**REQUIRED ACTION**.
Whenever the string "status" appears in a line below, please copy the line out.

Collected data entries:
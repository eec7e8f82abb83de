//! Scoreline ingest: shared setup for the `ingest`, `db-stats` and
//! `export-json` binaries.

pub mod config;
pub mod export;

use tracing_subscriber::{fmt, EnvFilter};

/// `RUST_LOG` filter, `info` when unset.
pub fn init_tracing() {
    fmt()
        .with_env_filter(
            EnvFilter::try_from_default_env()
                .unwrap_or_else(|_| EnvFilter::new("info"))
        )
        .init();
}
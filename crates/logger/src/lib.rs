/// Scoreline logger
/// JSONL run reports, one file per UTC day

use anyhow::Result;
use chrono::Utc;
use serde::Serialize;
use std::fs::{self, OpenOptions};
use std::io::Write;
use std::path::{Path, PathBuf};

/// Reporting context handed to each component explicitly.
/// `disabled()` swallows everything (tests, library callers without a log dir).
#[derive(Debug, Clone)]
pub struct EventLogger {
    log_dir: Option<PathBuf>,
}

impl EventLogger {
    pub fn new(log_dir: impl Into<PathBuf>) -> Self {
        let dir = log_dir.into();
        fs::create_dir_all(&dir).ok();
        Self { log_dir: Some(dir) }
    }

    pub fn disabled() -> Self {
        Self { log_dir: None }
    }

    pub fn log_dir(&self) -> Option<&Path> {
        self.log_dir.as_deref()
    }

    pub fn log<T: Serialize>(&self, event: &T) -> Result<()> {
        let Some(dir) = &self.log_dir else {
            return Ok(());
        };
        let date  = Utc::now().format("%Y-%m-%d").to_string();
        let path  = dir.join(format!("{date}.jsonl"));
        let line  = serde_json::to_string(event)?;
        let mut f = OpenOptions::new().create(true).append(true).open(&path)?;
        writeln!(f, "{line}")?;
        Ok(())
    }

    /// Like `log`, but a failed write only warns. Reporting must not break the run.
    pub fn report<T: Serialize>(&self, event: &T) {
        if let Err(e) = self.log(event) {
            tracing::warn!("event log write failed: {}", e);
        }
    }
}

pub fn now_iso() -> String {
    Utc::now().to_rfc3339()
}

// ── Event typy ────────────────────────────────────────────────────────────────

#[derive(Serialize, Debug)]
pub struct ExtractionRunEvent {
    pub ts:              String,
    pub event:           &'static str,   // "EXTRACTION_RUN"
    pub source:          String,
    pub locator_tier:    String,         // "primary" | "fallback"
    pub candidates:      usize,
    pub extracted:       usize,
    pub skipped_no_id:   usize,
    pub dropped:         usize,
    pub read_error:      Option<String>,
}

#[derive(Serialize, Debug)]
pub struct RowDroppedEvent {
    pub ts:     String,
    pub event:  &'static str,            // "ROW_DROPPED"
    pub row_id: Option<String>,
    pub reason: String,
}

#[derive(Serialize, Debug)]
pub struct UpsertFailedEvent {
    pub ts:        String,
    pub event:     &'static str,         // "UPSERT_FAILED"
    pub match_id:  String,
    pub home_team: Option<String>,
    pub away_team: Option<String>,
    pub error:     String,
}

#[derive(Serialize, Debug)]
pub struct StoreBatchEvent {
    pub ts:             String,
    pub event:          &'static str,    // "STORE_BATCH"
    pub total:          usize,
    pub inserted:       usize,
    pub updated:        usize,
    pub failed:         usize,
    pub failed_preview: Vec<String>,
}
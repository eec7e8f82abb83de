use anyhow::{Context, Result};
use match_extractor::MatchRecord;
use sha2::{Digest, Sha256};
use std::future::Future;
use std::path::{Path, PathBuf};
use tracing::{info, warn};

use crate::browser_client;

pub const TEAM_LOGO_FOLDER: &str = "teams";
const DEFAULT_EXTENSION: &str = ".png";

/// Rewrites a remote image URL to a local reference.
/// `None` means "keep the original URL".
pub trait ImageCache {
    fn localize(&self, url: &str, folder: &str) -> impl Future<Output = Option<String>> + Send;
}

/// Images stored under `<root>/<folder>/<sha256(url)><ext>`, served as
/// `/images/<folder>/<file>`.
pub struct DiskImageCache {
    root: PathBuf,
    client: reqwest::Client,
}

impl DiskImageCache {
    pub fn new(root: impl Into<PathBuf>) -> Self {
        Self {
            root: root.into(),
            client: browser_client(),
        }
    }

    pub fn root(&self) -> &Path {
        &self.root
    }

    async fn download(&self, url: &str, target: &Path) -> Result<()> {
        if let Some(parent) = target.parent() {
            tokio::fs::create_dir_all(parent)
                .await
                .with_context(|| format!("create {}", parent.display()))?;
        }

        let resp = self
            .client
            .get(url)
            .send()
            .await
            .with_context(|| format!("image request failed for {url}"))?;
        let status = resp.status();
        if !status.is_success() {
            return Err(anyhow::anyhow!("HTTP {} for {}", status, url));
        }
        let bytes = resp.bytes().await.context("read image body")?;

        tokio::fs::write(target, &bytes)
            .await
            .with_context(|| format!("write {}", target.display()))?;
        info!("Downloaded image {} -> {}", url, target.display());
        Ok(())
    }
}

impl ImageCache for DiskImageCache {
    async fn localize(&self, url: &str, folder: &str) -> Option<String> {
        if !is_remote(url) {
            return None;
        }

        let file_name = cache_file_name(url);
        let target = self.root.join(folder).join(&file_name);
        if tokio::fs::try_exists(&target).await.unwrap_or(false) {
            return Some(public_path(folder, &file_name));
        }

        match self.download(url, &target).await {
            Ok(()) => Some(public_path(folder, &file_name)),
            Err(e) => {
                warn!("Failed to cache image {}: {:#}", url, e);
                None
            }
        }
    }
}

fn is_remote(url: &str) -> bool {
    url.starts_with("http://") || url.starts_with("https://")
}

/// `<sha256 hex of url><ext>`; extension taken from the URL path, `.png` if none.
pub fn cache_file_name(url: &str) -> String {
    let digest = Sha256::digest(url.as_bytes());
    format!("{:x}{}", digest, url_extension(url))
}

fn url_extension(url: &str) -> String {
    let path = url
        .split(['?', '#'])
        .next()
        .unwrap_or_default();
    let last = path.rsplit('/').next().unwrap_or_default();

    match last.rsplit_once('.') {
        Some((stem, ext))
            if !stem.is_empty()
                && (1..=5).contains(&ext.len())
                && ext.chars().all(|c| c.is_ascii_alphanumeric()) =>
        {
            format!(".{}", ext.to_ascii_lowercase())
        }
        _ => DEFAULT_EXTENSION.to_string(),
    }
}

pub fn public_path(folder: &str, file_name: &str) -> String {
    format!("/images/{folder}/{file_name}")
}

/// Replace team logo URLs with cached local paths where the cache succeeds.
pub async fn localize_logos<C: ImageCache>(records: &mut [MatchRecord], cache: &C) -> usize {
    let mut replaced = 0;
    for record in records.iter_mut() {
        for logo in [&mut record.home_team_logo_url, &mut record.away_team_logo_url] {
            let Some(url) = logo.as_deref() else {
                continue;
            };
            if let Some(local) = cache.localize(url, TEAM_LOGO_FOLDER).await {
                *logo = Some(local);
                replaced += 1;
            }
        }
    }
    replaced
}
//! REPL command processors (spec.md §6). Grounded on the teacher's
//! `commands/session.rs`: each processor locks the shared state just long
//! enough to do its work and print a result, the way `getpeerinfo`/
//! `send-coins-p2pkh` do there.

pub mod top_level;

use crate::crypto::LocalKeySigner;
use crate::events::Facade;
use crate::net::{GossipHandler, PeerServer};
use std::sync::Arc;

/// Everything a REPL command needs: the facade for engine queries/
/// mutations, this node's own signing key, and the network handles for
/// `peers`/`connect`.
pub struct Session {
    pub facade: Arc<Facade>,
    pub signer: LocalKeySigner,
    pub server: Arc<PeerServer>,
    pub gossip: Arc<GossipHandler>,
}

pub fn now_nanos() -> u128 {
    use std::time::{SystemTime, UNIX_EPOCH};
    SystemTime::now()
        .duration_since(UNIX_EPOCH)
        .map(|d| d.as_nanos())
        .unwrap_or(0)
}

**ANSWER FOR THE TASK**.
        let status = resp.status();
        if !status.is_success() {
            return Err(anyhow::anyhow!("HTTP {} for {}", status, url));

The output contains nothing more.